= Matching game =

Game requiring players to match similar elements

Matching games are games that require players to match similar elements. Participants need to find a match for a word, picture, tile or card. For example, students place 30 word cards; composed of 15 pairs, face down in random order. Each person turns over two cards at a time, with the goal of turning over a matching pair, by using their memory.

== Examples ==
Type of game that may involve matching include:
- Dominoes
- Board games such as mahjong solitaire
- Card games such as Concentration or rummy
- Tile-matching video games

== Types of matching ==
Most matching games are objective, with correct answers in the rules for what counts as a match, pair, etc.
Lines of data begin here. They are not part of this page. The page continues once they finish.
// agent/src/watcher.rs
//
// First-run bootstrap: answer the server's admin-password prompts through the
// control socket and notice when loading has finished.

use chrono::{DateTime, Utc};
use std::future::Future;
use tracing::{debug, info, warn};
use zeroize::Zeroizing;

use crate::config::WatchBudget;
use crate::sys::secrets::AdminSecret;
use crate::sys::traits::{ControlChannel, LogSource};

pub const PASSWORD_PROMPT: &str = "enter new administrator password";
pub const CONFIRM_PROMPT: &str = "confirm the password";
/// Printed once the server is in the final steps of loading.
pub const STARTUP_BANNER: &str = "##########";
pub const TAIL_WINDOW: usize = 10;

#[derive(Debug, Clone, Copy, PartialEq, Eq)]
pub enum BootstrapState {
    WaitingForPasswordPrompt,
    PasswordSubmitted,
    ConfirmPrompt,
    ConfirmSubmitted,
    Running,
    TimedOut,
}

#[derive(Debug, Clone, Copy, PartialEq, Eq)]
pub enum BootstrapOutcome {
    Running { polls: u32, submissions: u32 },
    TimedOut { polls: u32, submissions: u32 },
}

impl BootstrapOutcome {
    pub fn is_running(&self) -> bool {
        matches!(self, BootstrapOutcome::Running { .. })
    }
}

/// Ephemeral state for one bootstrap attempt.
#[derive(Debug)]
pub struct BootstrapSession {
    pub polls: u32,
    pub submissions: u32,
    pub state: BootstrapState,
    pub last_tail: Vec<String>,
    pub started_at: DateTime<Utc>,
}

impl BootstrapSession {
    fn new() -> Self {
        Self {
            polls: 0,
            submissions: 0,
            state: BootstrapState::WaitingForPasswordPrompt,
            last_tail: Vec::new(),
            started_at: Utc::now(),
        }
    }

    fn outcome(&self) -> BootstrapOutcome {
        match self.state {
            BootstrapState::Running => BootstrapOutcome::Running { polls: self.polls, submissions: self.submissions },
            _ => BootstrapOutcome::TimedOut { polls: self.polls, submissions: self.submissions },
        }
    }
}

#[derive(Debug, Clone, Copy, PartialEq, Eq)]
enum Prompt { NewPassword, Confirm }

pub fn shows_startup_banner(tail: &[String]) -> bool {
    tail.iter().any(|l| l.contains(STARTUP_BANNER))
}

fn prompt_in(line: &str) -> Option<Prompt> {
    let line = line.to_ascii_lowercase();
    if line.contains(PASSWORD_PROMPT) {
        Some(Prompt::NewPassword)
    } else if line.contains(CONFIRM_PROMPT) {
        Some(Prompt::Confirm)
    } else {
        None
    }
}

pub struct StartupWatcher<'a> {
    logs: &'a dyn LogSource,
    control: &'a dyn ControlChannel,
    budget: WatchBudget,
}

impl<'a> StartupWatcher<'a> {
    pub fn new(logs: &'a dyn LogSource, control: &'a dyn ControlChannel, budget: WatchBudget) -> Self {
        Self { logs, control, budget }
    }

    /// Polls the journal until the startup banner shows up or the budget runs
    /// out. Running out is a normal outcome, not an error.
    pub async fn run(&self, secret: &AdminSecret) -> BootstrapOutcome {
        let mut session = BootstrapSession::new();

        while session.polls < self.budget.max_polls {
            session.polls += 1;

            // Fresh read every poll; one snapshot serves both checks.
            session.last_tail = self.logs.recent_lines(TAIL_WINDOW).await;

            if let Some(prompt) = session.last_tail.last().and_then(|l| prompt_in(l)) {
                session.state = match prompt {
                    Prompt::NewPassword => BootstrapState::WaitingForPasswordPrompt,
                    Prompt::Confirm => BootstrapState::ConfirmPrompt,
                };
                self.submit(&mut session, prompt, secret).await;
            }

            if shows_startup_banner(&session.last_tail) {
                session.state = BootstrapState::Running;
                break;
            }

            if session.polls < self.budget.max_polls {
                tokio::time::sleep(self.budget.interval).await;
            }
        }

        if session.state != BootstrapState::Running {
            session.state = BootstrapState::TimedOut;
        }

        let elapsed = Utc::now() - session.started_at;
        let outcome = session.outcome();
        match outcome {
            BootstrapOutcome::Running { polls, submissions } => {
                info!(polls, submissions, elapsed_ms = elapsed.num_milliseconds(), "✅ server finished loading")
            }
            BootstrapOutcome::TimedOut { polls, submissions } => {
                warn!(polls, submissions, tail = ?session.last_tail, "startup banner not seen within credential budget")
            }
        }
        outcome
    }

    async fn submit(&self, session: &mut BootstrapSession, prompt: Prompt, secret: &AdminSecret) {
        let line = Zeroizing::new(secret.use_secret(|s| format!("{}\n", s)));

        // Best-effort: re-submitting on the next prompt is harmless.
        if let Err(e) = self.control.send_line(&line).await {
            warn!(error = %e, "could not write credential to control socket");
            return;
        }

        session.submissions += 1;
        session.state = match prompt {
            Prompt::NewPassword => BootstrapState::PasswordSubmitted,
            Prompt::Confirm => BootstrapState::ConfirmSubmitted,
        };
        debug!(state = ?session.state, poll = session.polls, "answered admin password prompt");
    }
}

/// Generic bounded sleep-poll: `Some(polls)` once `probe` holds, `None` when
/// the budget is exhausted.
pub async fn wait_until<F, Fut>(budget: WatchBudget, mut probe: F) -> Option<u32>
where
    F: FnMut() -> Fut,
    Fut: Future<Output = bool>,
{
    for poll in 1..=budget.max_polls {
        if probe().await {
            return Some(poll);
        }
        if poll < budget.max_polls {
            tokio::time::sleep(budget.interval).await;
        }
    }
    None
}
Some however, like Dixit or Apples to Apples, are about subjective matches picked by one or more judge players. Here the correlation between a match holds value only as other players decide it, but rules dictate who will make those decisions and when.

== Matching card games ==
In card games of the matching group, players play cards in turn to a wastepile or tableau according to certain rules. A player unable to play a card by the rules is usually penalised by having to draw one or more extra cards, the aim usually being to shed all one's cards. There are three main sub-groups of matching card games:

- Stops Group. Cards are played in ascending sequence, often in suit
- Eights Group. Cards are played to a single pile, matching the previous card in suit or rank.
- Layout Group. Cards are added to a tableau or layout or moved around it in accordance with the rules.